◆ **Directions for this task**
A single number is the answer: how many lines of the entries contain the word "static"?

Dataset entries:
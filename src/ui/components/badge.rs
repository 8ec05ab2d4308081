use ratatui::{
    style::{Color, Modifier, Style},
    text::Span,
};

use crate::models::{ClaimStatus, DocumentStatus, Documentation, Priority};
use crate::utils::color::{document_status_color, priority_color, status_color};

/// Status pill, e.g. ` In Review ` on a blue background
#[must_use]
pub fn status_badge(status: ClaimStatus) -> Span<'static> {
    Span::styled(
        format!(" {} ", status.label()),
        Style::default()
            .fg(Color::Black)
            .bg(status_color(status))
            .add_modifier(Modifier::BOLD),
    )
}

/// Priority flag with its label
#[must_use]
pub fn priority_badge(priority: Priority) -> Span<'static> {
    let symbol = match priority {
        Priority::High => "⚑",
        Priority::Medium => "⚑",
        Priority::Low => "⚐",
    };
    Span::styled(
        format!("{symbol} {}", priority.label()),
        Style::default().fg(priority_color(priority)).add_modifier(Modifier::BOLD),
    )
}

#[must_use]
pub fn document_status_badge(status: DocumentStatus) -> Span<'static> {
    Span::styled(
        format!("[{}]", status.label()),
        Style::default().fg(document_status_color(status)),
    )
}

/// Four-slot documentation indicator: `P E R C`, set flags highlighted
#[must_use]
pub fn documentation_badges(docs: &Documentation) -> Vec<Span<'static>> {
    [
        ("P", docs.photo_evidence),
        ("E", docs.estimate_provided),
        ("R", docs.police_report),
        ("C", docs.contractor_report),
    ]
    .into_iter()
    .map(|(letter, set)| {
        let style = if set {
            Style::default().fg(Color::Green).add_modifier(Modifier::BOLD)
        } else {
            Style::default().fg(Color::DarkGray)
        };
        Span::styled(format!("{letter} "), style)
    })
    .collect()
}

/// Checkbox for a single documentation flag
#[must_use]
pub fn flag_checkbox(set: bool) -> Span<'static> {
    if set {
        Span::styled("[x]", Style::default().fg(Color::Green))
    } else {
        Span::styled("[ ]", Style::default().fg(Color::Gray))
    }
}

---

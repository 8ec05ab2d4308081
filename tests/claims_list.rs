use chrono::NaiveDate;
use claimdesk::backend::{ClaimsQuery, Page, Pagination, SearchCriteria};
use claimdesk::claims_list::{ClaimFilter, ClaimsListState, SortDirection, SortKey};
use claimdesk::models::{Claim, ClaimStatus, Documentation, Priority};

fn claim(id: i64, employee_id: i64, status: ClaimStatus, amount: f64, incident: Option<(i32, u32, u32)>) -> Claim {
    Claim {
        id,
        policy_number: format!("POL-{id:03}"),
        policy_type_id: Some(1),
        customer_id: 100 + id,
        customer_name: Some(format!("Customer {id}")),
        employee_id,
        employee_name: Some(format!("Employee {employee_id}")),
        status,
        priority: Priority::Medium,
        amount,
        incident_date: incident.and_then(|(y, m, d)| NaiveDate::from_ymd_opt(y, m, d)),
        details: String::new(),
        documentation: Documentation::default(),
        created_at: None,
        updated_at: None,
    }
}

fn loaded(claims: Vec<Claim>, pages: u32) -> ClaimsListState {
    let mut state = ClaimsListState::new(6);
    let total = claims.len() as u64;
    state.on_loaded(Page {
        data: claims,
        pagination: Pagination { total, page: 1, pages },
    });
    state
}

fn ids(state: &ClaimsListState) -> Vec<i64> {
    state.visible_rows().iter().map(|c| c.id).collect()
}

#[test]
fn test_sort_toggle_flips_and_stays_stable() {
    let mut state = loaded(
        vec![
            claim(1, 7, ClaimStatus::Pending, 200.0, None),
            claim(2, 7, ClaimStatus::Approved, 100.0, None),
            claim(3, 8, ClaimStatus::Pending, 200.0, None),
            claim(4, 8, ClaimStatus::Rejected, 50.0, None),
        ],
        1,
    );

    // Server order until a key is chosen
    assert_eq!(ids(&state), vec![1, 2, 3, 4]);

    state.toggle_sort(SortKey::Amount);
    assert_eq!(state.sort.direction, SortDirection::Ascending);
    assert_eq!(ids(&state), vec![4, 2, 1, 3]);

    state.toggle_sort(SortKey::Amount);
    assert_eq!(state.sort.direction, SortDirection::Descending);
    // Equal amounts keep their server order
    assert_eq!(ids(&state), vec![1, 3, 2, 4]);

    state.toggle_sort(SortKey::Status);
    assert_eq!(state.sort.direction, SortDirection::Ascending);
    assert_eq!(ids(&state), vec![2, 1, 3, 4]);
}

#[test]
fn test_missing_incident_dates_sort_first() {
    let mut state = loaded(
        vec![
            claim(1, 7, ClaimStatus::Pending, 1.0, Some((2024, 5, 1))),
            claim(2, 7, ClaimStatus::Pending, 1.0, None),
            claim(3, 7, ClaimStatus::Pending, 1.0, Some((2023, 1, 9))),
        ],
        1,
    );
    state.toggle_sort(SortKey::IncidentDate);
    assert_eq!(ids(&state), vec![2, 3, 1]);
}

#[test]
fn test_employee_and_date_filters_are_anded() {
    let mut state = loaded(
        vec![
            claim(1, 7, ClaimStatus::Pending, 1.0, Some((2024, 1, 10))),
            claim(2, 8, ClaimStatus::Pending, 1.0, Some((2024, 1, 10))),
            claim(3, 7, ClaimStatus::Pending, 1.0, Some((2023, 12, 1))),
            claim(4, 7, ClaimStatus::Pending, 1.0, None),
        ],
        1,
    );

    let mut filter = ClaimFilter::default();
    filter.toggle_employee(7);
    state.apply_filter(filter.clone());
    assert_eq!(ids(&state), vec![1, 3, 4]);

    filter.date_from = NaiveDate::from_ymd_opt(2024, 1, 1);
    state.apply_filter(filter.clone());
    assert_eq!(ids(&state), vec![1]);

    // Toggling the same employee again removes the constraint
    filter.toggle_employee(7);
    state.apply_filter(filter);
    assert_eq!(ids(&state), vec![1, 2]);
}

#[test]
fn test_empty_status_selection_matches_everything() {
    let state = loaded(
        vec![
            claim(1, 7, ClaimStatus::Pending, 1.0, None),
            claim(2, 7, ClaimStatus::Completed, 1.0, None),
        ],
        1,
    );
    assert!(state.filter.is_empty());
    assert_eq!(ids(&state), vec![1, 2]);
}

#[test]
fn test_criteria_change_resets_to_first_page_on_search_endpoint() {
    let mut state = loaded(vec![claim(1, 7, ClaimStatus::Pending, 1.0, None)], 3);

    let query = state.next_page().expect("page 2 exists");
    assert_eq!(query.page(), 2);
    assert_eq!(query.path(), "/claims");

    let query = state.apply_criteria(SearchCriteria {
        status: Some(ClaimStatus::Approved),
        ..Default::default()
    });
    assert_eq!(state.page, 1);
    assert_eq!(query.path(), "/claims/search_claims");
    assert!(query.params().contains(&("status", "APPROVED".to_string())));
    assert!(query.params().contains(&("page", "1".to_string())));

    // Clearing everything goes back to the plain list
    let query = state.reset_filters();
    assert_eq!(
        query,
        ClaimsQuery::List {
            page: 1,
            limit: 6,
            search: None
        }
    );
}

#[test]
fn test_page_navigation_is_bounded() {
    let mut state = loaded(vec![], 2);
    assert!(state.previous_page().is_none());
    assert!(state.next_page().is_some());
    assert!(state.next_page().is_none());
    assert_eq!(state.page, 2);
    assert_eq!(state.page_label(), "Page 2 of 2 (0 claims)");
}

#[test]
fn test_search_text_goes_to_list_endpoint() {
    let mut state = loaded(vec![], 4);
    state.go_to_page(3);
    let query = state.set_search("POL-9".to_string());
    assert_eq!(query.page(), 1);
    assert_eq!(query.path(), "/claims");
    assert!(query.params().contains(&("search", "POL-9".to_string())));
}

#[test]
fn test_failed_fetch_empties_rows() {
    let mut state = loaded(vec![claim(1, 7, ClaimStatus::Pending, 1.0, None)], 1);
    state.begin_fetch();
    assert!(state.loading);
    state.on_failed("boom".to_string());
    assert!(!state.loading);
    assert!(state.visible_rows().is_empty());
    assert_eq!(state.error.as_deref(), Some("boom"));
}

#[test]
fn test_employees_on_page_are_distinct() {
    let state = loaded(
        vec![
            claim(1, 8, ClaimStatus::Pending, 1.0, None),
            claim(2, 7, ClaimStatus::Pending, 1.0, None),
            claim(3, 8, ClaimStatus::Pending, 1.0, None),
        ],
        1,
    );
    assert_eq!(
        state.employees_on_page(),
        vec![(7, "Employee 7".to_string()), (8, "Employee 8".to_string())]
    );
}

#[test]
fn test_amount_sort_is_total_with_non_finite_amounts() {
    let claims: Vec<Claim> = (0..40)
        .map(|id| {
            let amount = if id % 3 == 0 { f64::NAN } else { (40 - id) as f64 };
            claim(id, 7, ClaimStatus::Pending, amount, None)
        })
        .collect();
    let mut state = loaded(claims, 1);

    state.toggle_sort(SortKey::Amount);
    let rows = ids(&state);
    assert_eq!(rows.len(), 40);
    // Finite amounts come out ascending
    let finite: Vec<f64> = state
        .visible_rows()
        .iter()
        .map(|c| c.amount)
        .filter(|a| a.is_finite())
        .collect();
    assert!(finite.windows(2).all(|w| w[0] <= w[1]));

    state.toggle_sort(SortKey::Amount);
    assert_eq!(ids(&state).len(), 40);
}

◆ **Solution to the exercise**
5